En ligne depuis le mercredi 22 juin 2005.
 
 

" Un homme avait deux fils ; s’adressant au premier, il lui dit : Mon enfant, va-t-en aujourd’hui travailler à la vigne - je ne veux pas, répondit-il, mais plus tard, pris de remords, il y alla - S’adressant au second, il lui dit la même chose ; l’autre répondit : oui, Seigneur, mais il n’y alla point. Mes amis, lequel des deux a fait la volonté de son Père ? - Mais, le second, Maître ; celui qui a dit " oui " et n’est pas allé ! Te rends-tu compte de l’affront infligé au Père par le premier fils ! Il a osé dire non en face à son Père ! Quant au fait de savoir s’il fera ou non demain le travail, c’est tout à fait secondaire, et puis de quoi demain sera-t-il fait ? Le fait de n’avoir pas accompli le travail n’est qu’une peccadille ! ". Cette parabole à contresens n’est pas une invention de ma part. Elle fut effectivement prononcée et ainsi comprise par des bédouins d’une tribu arabe de Transjordanie, connaissant peu semblait-il, les fondements les plus élémentaires de la pensée hébraïque et de sa ré-interprétation chrétienne. Cette mésaventure nous montre au moins comment une tradition non marquée par la prédication des prophètes peut spontanément interpréter une histoire à des fins morales, selon l’échelle des valeurs qui est la sienne, selon sa mentalité particulière. Pour un juif auditeur de Jésus, la réponse immédiate, évidente était celle qui insistait sur l’obéissance consistant à accomplir effectivement ce qui est demandé. L’obéissance ne consiste pas en de belles paroles, mais dans l’accomplissement de ce qui est demandé par Dieu. L’apôtre Jean dira la même chose : " Petits enfants, n’aimons pas en parole ni de langue, mais en action et en vérité " (I Jean 3,18). Le sens de l’action juste étant admis par tous, quel est l’événement sur lequel insiste Jésus lorsqu’il polémique avec les notables et les scribes experts en matière de Loi ? Ceux qui se croient justes en fait n’ont pas su transformer leur pensée et leur coeur lorsque la Parole de Dieu leur fut adressée par les prophètes, Jésus en particulier. Ce qui est remarquable en revanche dans le comportement du premier fils, c’est qu’il a su se convertir, pour finalement accomplir l’acte du travail à la vigne, entendez par là l’acte qui lui permet d’entrer dans le Royaume.

Cette parabole prend tout son sens lorsqu’on la comprend comme le symbole de l’attitude spirituelle de tout Israël envers Dieu qui par grâce l’entraîne vers le lieu du salut, quoi qu’il en soit des attitudes de refus manifestées au début.
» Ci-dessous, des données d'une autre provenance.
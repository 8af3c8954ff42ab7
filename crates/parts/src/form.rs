//! Part form: the shared record fields plus the source toggle and its value.

use stockroom_core::form::parse_field;
use stockroom_core::{InputError, PartId, RecordForm, RecordInput};

use crate::part::{Part, PartSource, SourceKind};

/// Raw input of the add/modify part form.
///
/// `source_value` holds the machine id for in-house parts and the company name
/// for outsourced ones, depending on `kind`.
#[derive(Debug, Clone, Default, PartialEq, Eq)]
pub struct PartForm {
    pub record: RecordForm,
    pub kind: SourceKind,
    pub source_value: String,
}

/// A validated part that has not been given an id yet.
#[derive(Debug, Clone, PartialEq, Eq)]
pub struct NewPart {
    pub input: RecordInput,
    pub source: PartSource,
}

impl PartForm {
    pub fn in_house(record: RecordForm, machine_id: impl Into<String>) -> Self {
        Self {
            record,
            kind: SourceKind::InHouse,
            source_value: machine_id.into(),
        }
    }

    pub fn outsourced(record: RecordForm, company_name: impl Into<String>) -> Self {
        Self {
            record,
            kind: SourceKind::Outsourced,
            source_value: company_name.into(),
        }
    }

    /// Validate the form.
    ///
    /// The common fields are checked first; the machine id is parsed last.
    pub fn parse(&self) -> Result<NewPart, InputError> {
        let input = self.record.parse()?;

        let source = match self.kind {
            SourceKind::InHouse => {
                let machine_id = parse_field::<u32>(&self.source_value, "machine id")
                    .map_err(|_| InputError::InvalidMachineId)?;
                PartSource::InHouse { machine_id }
            }
            SourceKind::Outsourced => PartSource::Outsourced {
                company_name: self.source_value.clone(),
            },
        };

        Ok(NewPart { input, source })
    }
}

impl NewPart {
    pub fn into_part(self, id: PartId) -> Part {
        Part::new(
            id,
            self.input.name,
            self.input.price,
            self.input.levels,
            self.source,
        )
    }
}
A tout moment, la conversion est offerte à l’homme, à tout moment, la grâce divine s’offre à nous, communiquée par l’appel des prophètes : la liberté subsiste toujours de modifier la conduite antérieure.

Ici, dans cet événement, il s’agit d’écouter l’appel de Jean. Il s’agit surtout d’entendre la Parole du Christ. Après les envoyés de Dieu, il y eut Jean, il y a le Fils en personne. Chaque instant, aussi pour nous, est de faire ce qui est demandé ; l’obéissance véritable n’est pas de dire " oui ", c’est de faire acte personnel de réponse à Dieu. Non seulement, l’acte de réponse est acte d’obéissance, mais il est acte de foi, comme celui des publicains et des prostituées.

Dans l’expérience qui est la nôtre, nous ne sommes pas seuls dans cet acte d’obéissance et de foi. Le Christ lui-même, en prenant la condition de serviteur entre en profondeur dans nos vies ; le Christ le premier a vécu la condition humaine jusque dans ses virtualités ultimes, il l’a fait dans l’obéissance. Il est enfin parvenu au centre de la Vigne ; c’est sa part d’exaltation. Le Père n’est pas seulement le Maître de la Vigne qui commande, il nous attend au terme de notre retour vers lui, comme ce Père miséricordieux qui attendait le retour du Fils prodigue.